_TASK INPUTS_:
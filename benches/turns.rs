use board_race::core::{BoardConfig, LinearBoardConfig, LudoColor, Token};
use board_race::game::{GameSession, TurnPhase};
use chrono::NaiveDate;
use criterion::{black_box, criterion_group, criterion_main, Criterion};

fn born() -> NaiveDate {
    NaiveDate::from_ymd_opt(1990, 1, 1).unwrap()
}

fn play_out(session: &mut GameSession) -> u32 {
    let mut rolls = 0;
    while !session.has_winner() {
        session.roll_dice().unwrap();
        if session.phase().unwrap() == TurnPhase::PieceSelection {
            let piece = session.current_game().unwrap().movable_pieces()[0];
            session.select_piece(piece).unwrap();
            session.apply_piece_movement().unwrap();
        }
        rolls += 1;
    }
    rolls
}

fn linear_benchmark(c: &mut Criterion) {
    let config = BoardConfig::Linear(
        LinearBoardConfig::new(100)
            .with_hazard(98, 12)
            .with_hazard(54, 31)
            .with_ladder(4, 40)
            .with_ladder(33, 70),
    );

    c.bench_function("linear game, 4 players", |b| {
        let mut seed = 0;
        b.iter(|| {
            seed += 1;
            let mut session = GameSession::with_seed(seed);
            session.new_game(black_box(config.clone())).unwrap();
            for name in ["A", "B", "C", "D"] {
                session.add_player(name, Token::new(name), born()).unwrap();
            }
            play_out(&mut session)
        })
    });
}

fn ludo_benchmark(c: &mut Criterion) {
    c.bench_function("ludo game, 4 players", |b| {
        let mut seed = 0;
        b.iter(|| {
            seed += 1;
            let mut session = GameSession::with_seed(seed);
            session.new_game(BoardConfig::Ludo).unwrap();
            for color in LudoColor::ALL {
                session.add_player(color.name(), color, born()).unwrap();
            }
            play_out(&mut session)
        })
    });
}

criterion_group!(benches, linear_benchmark, ludo_benchmark);
criterion_main!(benches);
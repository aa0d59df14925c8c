//! Core engine types: players, dice, RNG, configuration, state, errors.
//!
//! This module contains the building blocks shared by both games. Games
//! differ only in the boards, rule engines, and strategies built on top.

pub mod error;
pub mod player;
pub mod rng;
pub mod dice;
pub mod config;
pub mod state;

pub use error::{EngineError, Result};
pub use player::{LudoColor, Player, PlayerId, PlayerPiece, Token};
pub use rng::{GameRng, GameRngState};
pub use dice::{Dice, Roll, STANDARD_SIDES};
pub use config::{BoardConfig, LinearBoardConfig, MAX_BOARD_SIZE};
pub use state::{GameState, MAX_PLAYERS};
//! Seedable randomness behind the dice.
//!
//! A session seeded with `GameSession::with_seed` rolls the same faces
//! every time. The generator can be checkpointed mid-game and resumed.
//!
//! ```
//! use board_race::core::GameRng;
//!
//! let mut a = GameRng::new(42);
//! let mut b = GameRng::new(42);
//! assert_eq!(a.roll_die(6), b.roll_die(6));
//! ```

use rand::{Rng, SeedableRng};
use rand_chacha::ChaCha8Rng;
use serde::{Deserialize, Serialize};

/// ChaCha8 stream plus the seed it came from.
#[derive(Clone, Debug)]
pub struct GameRng {
    stream: ChaCha8Rng,
    seed: u64,
}

impl GameRng {
    #[must_use]
    pub fn new(seed: u64) -> Self {
        Self {
            stream: ChaCha8Rng::seed_from_u64(seed),
            seed,
        }
    }

    /// Draw a fresh seed from the thread RNG.
    #[must_use]
    pub fn from_entropy() -> Self {
        Self::new(rand::thread_rng().gen())
    }

    #[must_use]
    pub fn seed(&self) -> u64 {
        self.seed
    }

    /// One face in `1..=sides`.
    pub fn roll_die(&mut self, sides: u8) -> u8 {
        assert!(sides > 0, "Die must have at least 1 face");
        self.stream.gen_range(1..=sides)
    }

    /// Where the stream is now.
    #[must_use]
    pub fn state(&self) -> GameRngState {
        GameRngState {
            seed: self.seed,
            word_pos: self.stream.get_word_pos(),
        }
    }

    /// Continue a stream saved with [`state`](Self::state).
    #[must_use]
    pub fn from_state(saved: &GameRngState) -> Self {
        let mut rng = Self::new(saved.seed);
        rng.stream.set_word_pos(saved.word_pos);
        rng
    }
}

/// Saved generator position: the seed and how far the stream has run.
#[derive(Clone, Copy, Debug, PartialEq, Eq, Serialize, Deserialize)]
pub struct GameRngState {
    pub seed: u64,
    pub word_pos: u128,
}

#[cfg(test)]
mod tests {
    use super::*;

    fn faces(rng: &mut GameRng, n: usize) -> Vec<u8> {
        (0..n).map(|_| rng.roll_die(6)).collect()
    }

    #[test]
    fn test_same_seed_same_faces() {
        let mut a = GameRng::new(2024);
        let mut b = GameRng::new(2024);
        assert_eq!(faces(&mut a, 64), faces(&mut b, 64));
        assert_eq!(a.seed(), 2024);
    }

    #[test]
    fn test_seeds_diverge() {
        assert_ne!(faces(&mut GameRng::new(1), 32), faces(&mut GameRng::new(2), 32));
    }

    #[test]
    fn test_every_face_shows_up() {
        let mut rng = GameRng::new(7);
        let mut seen = [false; 6];
        for face in faces(&mut rng, 600) {
            seen[usize::from(face) - 1] = true;
        }
        assert!(seen.iter().all(|&s| s));
    }

    #[test]
    fn test_resume_mid_game() {
        let mut rng = GameRng::new(42);
        faces(&mut rng, 37);

        let saved = rng.state();
        let bytes = bincode::serialize(&saved).unwrap();
        let mut resumed = GameRng::from_state(&bincode::deserialize(&bytes).unwrap());

        assert_eq!(faces(&mut rng, 12), faces(&mut resumed, 12));
    }

    #[test]
    #[should_panic(expected = "Die must have at least 1 face")]
    fn test_faceless_die() {
        GameRng::new(0).roll_die(0);
    }
}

_WHAT THE TASK ASKS_: The material should be transcribed exactly, every line included.

_RESULT OF THE EXERCISE_:
filename benches/turns.rs
use board_race::core::{BoardConfig, LinearBoardConfig, LudoColor, Token};
use board_race::game::{GameSession, TurnPhase};
use chrono::NaiveDate;
use criterion::{black_box, criterion_group, criterion_main, Criterion};

fn born() -> NaiveDate {
    NaiveDate::from_ymd_opt(1990, 1, 1).unwrap()
}

fn play_out(session: &mut GameSession) -> u32 {
    let mut rolls = 0;
    while !session.has_winner() {
        session.roll_dice().unwrap();
        if session.phase().unwrap() == TurnPhase::PieceSelection {
            let piece = session.current_game().unwrap().movable_pieces()[0];
            session.select_piece(piece).unwrap();
            session.apply_piece_movement().unwrap();
        }
        rolls += 1;
    }
    rolls
}

fn linear_benchmark(c: &mut Criterion) {
    let config = BoardConfig::Linear(
        LinearBoardConfig::new(100)
            .with_hazard(98, 12)
            .with_hazard(54, 31)
            .with_ladder(4, 40)
            .with_ladder(33, 70),
    );

    c.bench_function("linear game, 4 players", |b| {
        let mut seed = 0;
        b.iter(|| {
            seed += 1;
            let mut session = GameSession::with_seed(seed);
            session.new_game(black_box(config.clone())).unwrap();
            for name in ["A", "B", "C", "D"] {
                session.add_player(name, Token::new(name), born()).unwrap();
            }
            play_out(&mut session)
        })
    });
}

fn ludo_benchmark(c: &mut Criterion) {
    c.bench_function("ludo game, 4 players", |b| {
        let mut seed = 0;
        b.iter(|| {
            seed += 1;
            let mut session = GameSession::with_seed(seed);
            session.new_game(BoardConfig::Ludo).unwrap();
            for color in LudoColor::ALL {
                session.add_player(color.name(), color, born()).unwrap();
            }
            play_out(&mut session)
        })
    });
}

criterion_group!(benches, linear_benchmark, ludo_benchmark);
criterion_main!(benches);
repository aa0d59df14925c8c
//! Core engine types: players, dice, RNG, configuration, state, errors.
//!
//! This module contains the building blocks shared by both games. Games
//! differ only in the boards, rule engines, and strategies built on top.

pub mod error;
pub mod player;
pub mod rng;
pub mod dice;
pub mod config;
pub mod state;

pub use error::{EngineError, Result};
pub use player::{LudoColor, Player, PlayerId, PlayerPiece, Token};
pub use rng::{GameRng, GameRngState};
pub use dice::{Dice, Roll, STANDARD_SIDES};
pub use config::{BoardConfig, LinearBoardConfig, MAX_BOARD_SIZE};
pub use state::{GameState, MAX_PLAYERS};
//! Seedable randomness behind the dice.
//!
//! A session seeded with `GameSession::with_seed` rolls the same faces
//! every time. The generator can be checkpointed mid-game and resumed.
//!
//! ```
//! use board_race::core::GameRng;
//!
//! let mut a = GameRng::new(42);
//! let mut b = GameRng::new(42);
//! assert_eq!(a.roll_die(6), b.roll_die(6));
//! ```

use rand::{Rng, SeedableRng};
use rand_chacha::ChaCha8Rng;
use serde::{Deserialize, Serialize};

/// ChaCha8 stream plus the seed it came from.
#[derive(Clone, Debug)]
pub struct GameRng {
    stream: ChaCha8Rng,
    seed: u64,
}

impl GameRng {
    #[must_use]
    pub fn new(seed: u64) -> Self {
        Self {
            stream: ChaCha8Rng::seed_from_u64(seed),
            seed,
        }
    }

    /// Draw a fresh seed from the thread RNG.
    #[must_use]
    pub fn from_entropy() -> Self {
        Self::new(rand::thread_rng().gen())
    }

    #[must_use]
    pub fn seed(&self) -> u64 {
        self.seed
    }

    /// One face in `1..=sides`.
    pub fn roll_die(&mut self, sides: u8) -> u8 {
        assert!(sides > 0, "Die must have at least 1 face");
        self.stream.gen_range(1..=sides)
    }

    /// Where the stream is now.
    #[must_use]
    pub fn state(&self) -> GameRngState {
        GameRngState {
            seed: self.seed,
            word_pos: self.stream.get_word_pos(),
        }
    }

    /// Continue a stream saved with [`state`](Self::state).
    #[must_use]
    pub fn from_state(saved: &GameRngState) -> Self {
        let mut rng = Self::new(saved.seed);
        rng.stream.set_word_pos(saved.word_pos);
        rng
    }
}

/// Saved generator position: the seed and how far the stream has run.
#[derive(Clone, Copy, Debug, PartialEq, Eq, Serialize, Deserialize)]
pub struct GameRngState {
    pub seed: u64,
    pub word_pos: u128,
}

#[cfg(test)]
mod tests {
    use super::*;

    fn faces(rng: &mut GameRng, n: usize) -> Vec<u8> {
        (0..n).map(|_| rng.roll_die(6)).collect()
    }

    #[test]
    fn test_same_seed_same_faces() {
        let mut a = GameRng::new(2024);
        let mut b = GameRng::new(2024);
        assert_eq!(faces(&mut a, 64), faces(&mut b, 64));
        assert_eq!(a.seed(), 2024);
    }

    #[test]
    fn test_seeds_diverge() {
        assert_ne!(faces(&mut GameRng::new(1), 32), faces(&mut GameRng::new(2), 32));
    }

    #[test]
    fn test_every_face_shows_up() {
        let mut rng = GameRng::new(7);
        let mut seen = [false; 6];
        for face in faces(&mut rng, 600) {
            seen[usize::from(face) - 1] = true;
        }
        assert!(seen.iter().all(|&s| s));
    }

    #[test]
    fn test_resume_mid_game() {
        let mut rng = GameRng::new(42);
        faces(&mut rng, 37);

        let saved = rng.state();
        let bytes = bincode::serialize(&saved).unwrap();
        let mut resumed = GameRng::from_state(&bincode::deserialize(&bytes).unwrap());

        assert_eq!(faces(&mut rng, 12), faces(&mut resumed, 12));
    }

    #[test]
    #[should_panic(expected = "Die must have at least 1 face")]
    fn test_faceless_die() {
        GameRng::new(0).roll_die(0);
    }
}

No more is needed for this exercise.